If you grew up on the Internet during the early-to-mid aughts, you almost certainly remember escape-the-room games. These were an absolute staple of early Flash gaming, with titles like The Mystery of Time and Space, Don’t Escape, and (perhaps the one most deeply resonant for me, with its screens well and truly burned into my brain) Crimson Room. If you’re unfamiliar with the concept, these functioned as a kind of inheritor to old-school adventure games. The premise was simple – you’re plonked down in a room filled with gubbins and you have to examine, poke, prod, and flail wildly about with everything you could get your hands on in order to solve whatever puzzle was keeping the door out locked. I suppose then that something like Nine Hours, Nine Persons, Nine Doors was inevitable: a full-length and properly budgeted and supported release which hearkens back to those halcyon games.
Nine Hours, Nine Persons, Nine Doors (DS [reviewed], iOS, PC, PS4, PS Vita, Xbox One)
Released Dec 2009 | Developed: Chunsoft | Published: Spike
Genre: Adventure, VN | HLTB: 10 hours
Given what I’ve just told you about escape-the-room games, it totally makes sense that 999 is a visual novel; it seems the obvious way to add in some plot around solving escape-room puzzles. Our main character is the hapless Junpei, a young chap who wakes in a grim, cold bunk-room onboard a ship and then must scramble to solve the puzzle locking the door as the porthole bursts and starts flooding his cell. Once out he runs into 8 other similarly unlucky people, all of whom recount the same stories of how they came to be there: each one remembers being abducted by a strange man in a gas mask, getting drugged by sleeping gas and waking up in a flooding room.
I know this is only because it’s a relatively recent thing, but while playing the thing I was constantly reminded of was Squid Game, Netflix’s Korean thriller series about a bunch of people abducted and forced to play deadly games for their freedom. In 999, our 9 participants find themselves trapped in the Nonary Game. Their captor, Zero, warns them that they have 9 hours to find door #9 from amongst a bevy other numbered doors; failure to do so will result in their deaths. That’s not the only threat facing the team, as each has a numbered bracelet attached to their arm which will trigger a bomb placed in each of them if they fail to adhere to Zero’s game rules. Behind each numbered door is a series of rooms, the puzzles in which they must solve in order to progress deeper into the ship and closer to their goal.

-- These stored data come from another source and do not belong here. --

//! Random replacement.
//!
//! Seeded deterministically (the simulation needs repeatable runs across
//! invocations with identical configuration, not cryptographic quality) via
//! `rand`'s `SeedableRng`/`StdRng`, rather than a hand-rolled generator.

use rand::rngs::StdRng;
use rand::{Rng, SeedableRng};

use super::ReplacementPolicy;

/// Arbitrary fixed seed. Two runs of the same configuration pick the same
/// eviction sequence, which is what makes a simulation reproducible.
const SEED: u64 = 0x5eed_cace_0bad_f00d;

pub struct RandomPolicy {
    ways: usize,
    rng: StdRng,
}

impl RandomPolicy {
    #[must_use]
    pub fn new(_sets: usize, ways: usize) -> Self {
        Self { ways: ways.max(1), rng: StdRng::seed_from_u64(SEED) }
    }
}

impl ReplacementPolicy for RandomPolicy {
    fn update(&mut self, _set: usize, _way: usize) {}

    fn get_victim(&mut self, _set: usize) -> usize {
        self.rng.gen_range(0..self.ways)
    }
}

#[cfg(test)]
mod tests {
    use super::*;

    #[test]
    fn victims_stay_within_way_bounds() {
        let mut policy = RandomPolicy::new(1, 4);
        for _ in 0..64 {
            assert!(policy.get_victim(0) < 4);
        }
    }

    #[test]
    fn same_seed_gives_the_same_eviction_sequence() {
        let mut a = RandomPolicy::new(1, 8);
        let mut b = RandomPolicy::new(1, 8);
        let seq_a: Vec<usize> = (0..16).map(|_| a.get_victim(0)).collect();
        let seq_b: Vec<usize> = (0..16).map(|_| b.get_victim(0)).collect();
        assert_eq!(seq_a, seq_b);
    }
}
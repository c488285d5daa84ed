//! The component/link substrate (§4.1, §4.2): rings, connections, and the
//! `Component` capability contract every hardware model implements.

mod connection;
mod linkable;

pub use connection::{ComponentId, ConnTable, Connection, ConnectionId, Message, MessageKind, ENGINE};
pub use linkable::Component;

use crate::common::{Location, SimError, SimResult};

/// Implements the "Connect protocol" (§4.2): `peer` wishes to exchange
/// `kind`-typed messages with `owner`. Validates that `owner`'s declared
/// [`MessageKind`] matches, then allocates the connection in the shared
/// table and returns its id to the caller, who stores it for later
/// `send`/`recv` calls.
///
/// This free function is what the design notes call "a capability/trait
/// test" replacing a dynamic cast: the mismatch is caught once, at wiring
/// time, with a location-bearing diagnostic, rather than deferred to a
/// runtime panic or silent corruption on the first message.
pub fn connect(
    conns: &mut ConnTable,
    owner: ComponentId,
    owner_kind: MessageKind,
    peer: ComponentId,
    requested_kind: MessageKind,
    capacity: usize,
    location: &Location,
    owner_name: &str,
) -> SimResult<ConnectionId> {
    if owner_kind != requested_kind {
        return Err(SimError::semantic(
            location.clone(),
            owner_name,
            format!(
                "connect() requested a {requested_kind:?} connection but component accepts {owner_kind:?}"
            ),
        ));
    }
    Ok(conns.allocate(owner, peer, capacity, requested_kind))
}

999 is a masterclass in crafting tension as the various personalities playing the Nonary Game begin to fray and clash, with hurried alliances made to calm conflicts, panic attacks setting in as new problems rear their heads, and trust and patience ebbing away with each new development. I found myself genuinely impressed at the number of times I felt my shoulders tighten and started feeling anxious. Many of the locations in the game feel sinister, especially because they don’t seem to have any reason to exist on a ship, such as a laboratory in which a dummy lies on a metal slab, wired up with electrodes attached to its head, or the cluttered cargo room with its scattered pictures of the cast and a coffin sitting high up on a pile of boxes.

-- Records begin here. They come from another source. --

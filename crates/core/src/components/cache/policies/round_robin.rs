//! Round-robin replacement: a per-set eviction pointer that only advances
//! when the way it points at is the one just filled, preserving first-in
//! order as a set fills up.

use super::ReplacementPolicy;

pub struct RoundRobinPolicy {
    next_way: Vec<usize>,
    ways: usize,
}

impl RoundRobinPolicy {
    #[must_use]
    pub fn new(sets: usize, ways: usize) -> Self {
        Self { next_way: vec![0; sets], ways: ways.max(1) }
    }
}

impl ReplacementPolicy for RoundRobinPolicy {
    fn update(&mut self, set: usize, way: usize) {
        if self.next_way[set] == way {
            self.next_way[set] = (self.next_way[set] + 1) % self.ways;
        }
    }

    fn get_victim(&mut self, set: usize) -> usize {
        self.next_way[set]
    }
}

#[cfg(test)]
mod tests {
    use super::*;

    #[test]
    fn advances_through_every_way_before_wrapping() {
        let mut rr = RoundRobinPolicy::new(1, 3);
        assert_eq!(rr.get_victim(0), 0);
        rr.update(0, 0);
        assert_eq!(rr.get_victim(0), 1);
        rr.update(0, 1);
        assert_eq!(rr.get_victim(0), 2);
        rr.update(0, 2);
        assert_eq!(rr.get_victim(0), 0);
    }

    #[test]
    fn update_on_a_way_other_than_the_pointer_does_not_advance() {
        let mut rr = RoundRobinPolicy::new(1, 2);
        rr.update(0, 1);
        assert_eq!(rr.get_victim(0), 0);
    }

    #[test]
    fn sets_advance_independently() {
        let mut rr = RoundRobinPolicy::new(2, 2);
        rr.update(0, 0);
        assert_eq!(rr.get_victim(0), 1);
        assert_eq!(rr.get_victim(1), 0);
    }
}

However, despite the expertly-built eerie atmosphere, 999 also breaks that tension in ways that feel amateurish and silly. Sometimes it’s done in a way that I can only describe as animesque, with the main character getting doe-eyed over his romantic interest, but there’s nothing believable about it. They haven’t seen each other since elementary school and now suddenly when they’re in a death game they immediately go all gooey for one another; they even do the obnoxious “person falls on top of the other” meeting trope. Other times it delves into pseudo-scientific waffle about morphogenic fields or predictions and destiny or other such stuff – that’s fine but the way it does it is by losing itself in pages of dense prose and that is honestly a deeply boring way to explore this otherwise interesting topic. Still, you force yourself to try and take it all in because if the game is taking its time to try and explain a complicated idea it’s obvious that it’ll show up at some point in the narrative, but trying to pay attention enough to internalize it all and also be aware of it enough when it finally crops up runs the risk of creating a heavy sense of fatigue in its audience.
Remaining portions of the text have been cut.